206 S.E.2d 816 | N.C. Ct. App. | 1974
Harold TOLBERT
v.
The GREAT ATLANTIC AND PACIFIC TEA COMPANY, INC.
Court of Appeals of North Carolina.
*817 Basil L. Whitener and Anne M. Lamm, Gastonia, for plaintiff appellant.
Hollowell, Stott & Hollowell by L. B. Hollowell, Jr., Gastonia, for defendant appellee.
VAUGHN, Judge.
The deposition filed by defendant tends to show that plaintiff was injured by reason of an unsafe condition existing on the floor of an aisle in defendant's store. Defendant does not contend that contributory negligence, as a matter of law, has been shown.

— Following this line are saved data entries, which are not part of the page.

/*
 * This module talks to devices.
 * It knows how to open a session, authenticate, and walk a subtree,
 * but not what any of the walked tables mean. That lives in `neighbors`.
 */

pub mod core;
pub mod credential;
pub mod path;
pub mod snmp;
pub mod walk;

#[cfg(test)]
pub(crate) mod mock;
/*!
Topology module

Turns reachable addresses into one device graph and writes it out.

Structure:
- `source`: display-name lookup (`HostNameResolver`) and a static, map-backed implementation.
- `builder`: runs the per-device pipeline on a bounded pool and merges results into the graph.
- `export`: JSON and Graphviz renderings of a finished graph.
*/

pub mod builder;
pub mod export;
pub mod source;

pub use builder::{DeviceReport, DiscoveryError, DiscoveryRun, TopologyBuilder};
pub use export::{DotExporter, ExportError, JsonExporter, TopologyExporter};
pub use source::{HostNameResolver, StaticNameResolver};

The thrust of defendant's argument in support of the trial court's action is that there is no evidence to show how the strawberries got on the floor or whether the unsafe condition had been allowed to exist for such time that defendant by the exercise of reasonable care should have known of its existence.

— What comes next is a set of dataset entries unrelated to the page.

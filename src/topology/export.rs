use petgraph::{
    Graph,
    dot::{Config, Dot},
    graph::NodeIndex,
};
use std::collections::HashMap;
use thiserror::Error;

use crate::network::{DeviceNode, Edge, TopologyGraph};

#[derive(Debug, Error)]
pub enum ExportError {
    #[error("cannot encode topology as JSON: {0}")]
    Json(#[from] serde_json::Error),
}

/// Renders a finished graph into some artifact.
pub trait TopologyExporter {
    type Artifact;

    fn export(&self, graph: &TopologyGraph) -> Result<Self::Artifact, ExportError>;
}

/// `{"nodes": [...], "edges": [...]}`
#[derive(Debug, Clone, Copy, Default)]
pub struct JsonExporter {
    pub pretty: bool,
}

impl JsonExporter {
    pub fn pretty() -> Self {
        Self { pretty: true }
    }
}

impl TopologyExporter for JsonExporter {
    type Artifact = String;

    fn export(&self, graph: &TopologyGraph) -> Result<String, ExportError> {
        let json = if self.pretty {
            serde_json::to_string_pretty(graph)?
        } else {
            serde_json::to_string(graph)?
        };
        Ok(json)
    }
}

/// Graphviz digraph. Edges carry the remote port as `label` and the local port as `taillabel`.
#[derive(Debug, Clone, Copy, Default)]
pub struct DotExporter;

impl TopologyExporter for DotExporter {
    type Artifact = String;

    fn export(&self, graph: &TopologyGraph) -> Result<String, ExportError> {
        // Rebuilt in sorted order so the text does not depend on which device answered first
        let mut ordered: Graph<&DeviceNode, &Edge> = Graph::new();
        let mut indices: HashMap<&str, NodeIndex> = HashMap::new();
        for node in graph.nodes() {
            indices.insert(node.id.as_str(), ordered.add_node(node));
        }
        for edge in graph.edges() {
            if let (Some(&from), Some(&to)) =
                (indices.get(edge.from.as_str()), indices.get(edge.to.as_str()))
            {
                ordered.add_edge(from, to, edge);
            }
        }

        let dot = Dot::with_attr_getters(
            &ordered,
            &[Config::NodeNoLabel, Config::EdgeNoLabel],
            &|_, edge| {
                format!(
                    "label = {:?} taillabel = {:?}",
                    edge.weight().label,
                    edge.weight().local_port
                )
            },
            &|_, (_, node)| format!("label = {:?}", node.label),
        );
        Ok(format!("{:?}", dot))
    }
}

Assuming, without deciding, that defendant's impression of the testimony it elicited from plaintiff when the deposition was taken is correct, the argument is irrelevant to the question presented for decision on this appeal.
Defendant, moving for summary judgment, assumes the burden of producing evidence, of the necessary certitude, which negatives plaintiff's claim.
Plaintiff, opposing defendant's motion for summary judgment, does not have the burden of coming forward with the evidence until defendant, as movant, has produced his evidentiary material tending to show that he is entitled to judgment as a matter of law.
It was defendant's duty to produce evidence that the unsafe condition was not caused by its failure to exercise reasonable care. It was defendant who left the record silent, if it is, concerning its exercise of reasonable care to prevent or to *818 discover and remove the peril to plaintiff and others invited to shop on its premises.
Where, as here, the movant for summary judgment does not offer evidence to establish the absence of a genuine issue as to any material fact, summary judgment should be denied even though no opposing evidence is presented.
It was error to allow defendant's motion for summary judgment.
Reversed.
PARKER and HEDRICK, JJ., concur.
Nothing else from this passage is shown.